Pytorch-lightning: On the relationship between Result and Callback monitor

Created on 31 Aug 2020  Â·  22Comments  Â·  Source: PyTorchLightning/pytorch-lightning

💬 Discussion

Since I started using Lightning, I have noticed many users, as well as myself, having trouble with the way metrics are saved for callbacks by the Result class.

The current design of having only {early_stop_on,checkpoint_on} forces different callbacks to use the same monitor. I believe that wanting different monitors for EarlyStopping, ModelCheckpoint, and LearningRateLogger is a very common use case. This is something we will also need to address if we ever want to support multiple ModelCheckpoint callbacks.

This is also unintuitive for new users since most callbacks include a monitor parameter which becomes completely useless when the Result object is used. On the other hand, using a Result object is the new recommended way to structure {training,validation,test}_step().

Additionally, the approach is not future-proof since we would need to update lightning to include, say, batchnorm_on or whatever new technique that becomes widespread.

I believe this is an important issue that needs a solution.

Requirements:

We could use this issue to have a productive discussion about how the final design should look and what are the necessary requirements to fit most use cases:

To start, I would say:

  1. Have it be easy to understand: avoid the conflict between monitor in Callbacks and {early_stop_on,checkpoint_on} in Result
  2. Allow any number of different monitors to be used simultaneously
  3. Allow a callback monitor to be changed on-the-run

Own proposal

  1. Remove {early_stop_on,checkpoint_on}
  2. Add callback to result.log() function (or add result.callback() - both would have the same functionality) for users to save metrics on-the-run
train_result.log(
    "train_loss", train_loss,
    on_step=False, on_epoch=True,
    prog_bar=True, callback=True
)
...
...
# current behaviour would override `train_result`s checkpoint_on
# if it is set also in `eval_result`. This causes some limitations.
# `callback=True` here should not override `train_loss`
# in `train_result` but keep both.
eval_result.log(
    "valid_loss", valid_loss,
    on_step=False, on_epoch=True,
    prog_bar=True, callback=True
)
# note: prog_bar should also be removed from `.log()`
# and the ProgressBar class should instead have a `--monitor` parameter.
  1. Have each callback set its monitor via --monitor
  2. Set --monitor type to be Optional[Union[str, Callable[..., str]] so the following is possible:
# basic behaviour
pl.callbacks.ModelCheckpoint(
    monitor="valid_accuracy",
    mode="max"
)

# Can change monitor on-the-run
# Note: maybe trainer should be injected into the callback monitor function
pl.callbacks.EarlyStopping(
    monitor=lambda: "train_loss" if trainer.current_epoch <= 20 else "val_loss",
    mode="min"
)

# Could even have
complex_monitor = VeryComplexClassWhichDoesSomethingVeryFancyWithState()
assert callable(complex_monitor)
pl.callbacks.LearningRateLogger(monitor=complex_monitor)
# this would cover a big chunk of usecases

I am positive you guys have other great ideas.

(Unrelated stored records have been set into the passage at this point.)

//! Operator commands, meant to be mounted as a subcommand of an application
//! binary:
//!
//! ```ignore
//! #[derive(Parser)]
//! struct Cli {
//!     #[command(subcommand)]
//!     migrate: MigrateCommand,
//! }
//!
//! let output = Cli::parse().migrate.run(&view_schema).await?;
//! println!("{output}");
//! ```

use clap::{Args, Subcommand};

use crate::{error::Result, view_schema::ViewSchema};

#[derive(Debug, Clone, PartialEq, Eq, Subcommand)]
pub enum MigrateCommand {
    /// Migrates the projectors while the app is running. Run `offline` after
    /// this successfully completed.
    Online,
    /// Migrates the events inserted while `online` was running. No events may
    /// be written while it runs.
    Offline,
    /// Shows the current status of the migrations
    Status,
    /// Prints the current version in the database
    CurrentVersion,
    /// Returns whether a migration is currently running
    CheckRunning,
    /// Returns whether a migration is pending
    CheckPending,
    /// Replays a slice of the events through matching projectors without
    /// writing anything
    Dryrun(DryrunArgs),
    /// Creates the view schema metadata tables if they do not exist
    CreateViewSchema,
}

#[derive(Debug, Clone, PartialEq, Eq, Args)]
pub struct DryrunArgs {
    /// Glob matched against projector names
    #[arg(long)]
    pub pattern: Option<String>,
    /// Defaults to the schema's `dryrun_group_exponent`
    #[arg(long)]
    pub group_exponent: Option<u32>,
    #[arg(long)]
    pub limit: Option<usize>,
    #[arg(long)]
    pub offset: Option<usize>,
}

impl MigrateCommand {
    /// Runs the command and returns what to print to the operator.
    pub async fn run(&self, schema: &ViewSchema) -> Result<String> {
        match self {
            MigrateCommand::Online => {
                schema.migrate_online().await?;

                Ok(format!(
                    "Online migration to version {} done",
                    schema.migrations().target()
                ))
            }
            MigrateCommand::Offline => {
                schema.migrate_offline().await?;

                Ok(format!(
                    "Current version in the database is: {}",
                    schema.current_version().await?
                ))
            }
            MigrateCommand::Status => {
                schema.create_view_schema_if_not_exists().await?;

                Ok(schema.status().await?.to_string())
            }
            MigrateCommand::CurrentVersion => {
                schema.create_view_schema_if_not_exists().await?;

                Ok(format!(
                    "Current version in the database is: {}",
                    schema.current_version().await?
                ))
            }
            MigrateCommand::CheckRunning => {
                schema.create_view_schema_if_not_exists().await?;

                match schema.ledger().version_currently_migrating().await? {
                    Some(target) => Ok(format!(
                        "Migration is running, current version: {},\ntarget version {target}",
                        schema.current_version().await?
                    )),
                    _ => Ok("No running migrations".to_owned()),
                }
            }
            MigrateCommand::CheckPending => {
                schema.create_view_schema_if_not_exists().await?;

                let current = schema.current_version().await?;
                let pending = schema.migrations().target();

                if pending != current {
                    Ok(format!(
                        "Migration is pending, current version: {current},\npending version: {pending}"
                    ))
                } else {
                    Ok("No pending migrations".to_owned())
                }
            }
            MigrateCommand::Dryrun(args) => {
                let dryrun = schema
                    .migrate_dryrun(
                        args.pattern.as_deref(),
                        args.group_exponent
                            .unwrap_or(schema.config().dryrun_group_exponent),
                        args.limit,
                        args.offset,
                    )
                    .await?;

                Ok(format!(
                    "Dry run of [{}]: {} events, {} records in {:.2} s",
                    dryrun.projectors.join(", "),
                    dryrun.events,
                    dryrun.records,
                    dryrun.elapsed.as_secs_f64()
                ))
            }
            MigrateCommand::CreateViewSchema => {
                schema.create_view_schema_if_not_exists().await?;

                Ok("View schema created".to_owned())
            }
        }
    }
}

cc: @williamFalcon @rohitgr7

2976 (previous discussion)

3243 (duplicate)

2908 (related, would require these improvements)

3254 (related, could use any callback_metric)

3291

https://forums.pytorchlightning.ai/t/does-evalresults-also-work-with-early-stopping

Probably missing other related issues. Feel free to tag

API / design Priority P0 bug / fix discussion help wanted

Most helpful comment

ok guys, tracking this. sorry for the delay. focused on refactors today but will propose something tomorrow am (NY time). A lot of good ideas here that i need to think about overnight :)

All 22 comments

I wonder how the monitor can be changed in ModelCheckpoint and EarlyStopping callback since both of them have states like best_k_scores or best_score or more.
Yeah, checkpoint_on and early_stop_on is a bit tricky I guess, I am still trying to understand how they work with ModelCheckpoint and EarlyStopping. Not sure if it's completely integrated with these callbacks yet.

I wonder how the monitor can be changed in ModelCheckpoint and EarlyStopping callback since both of them have states like best_k_scores or best_score or more.

How it currently works, these callbacks cannot know when checkpoint_on and early_stop_on input metric has changed.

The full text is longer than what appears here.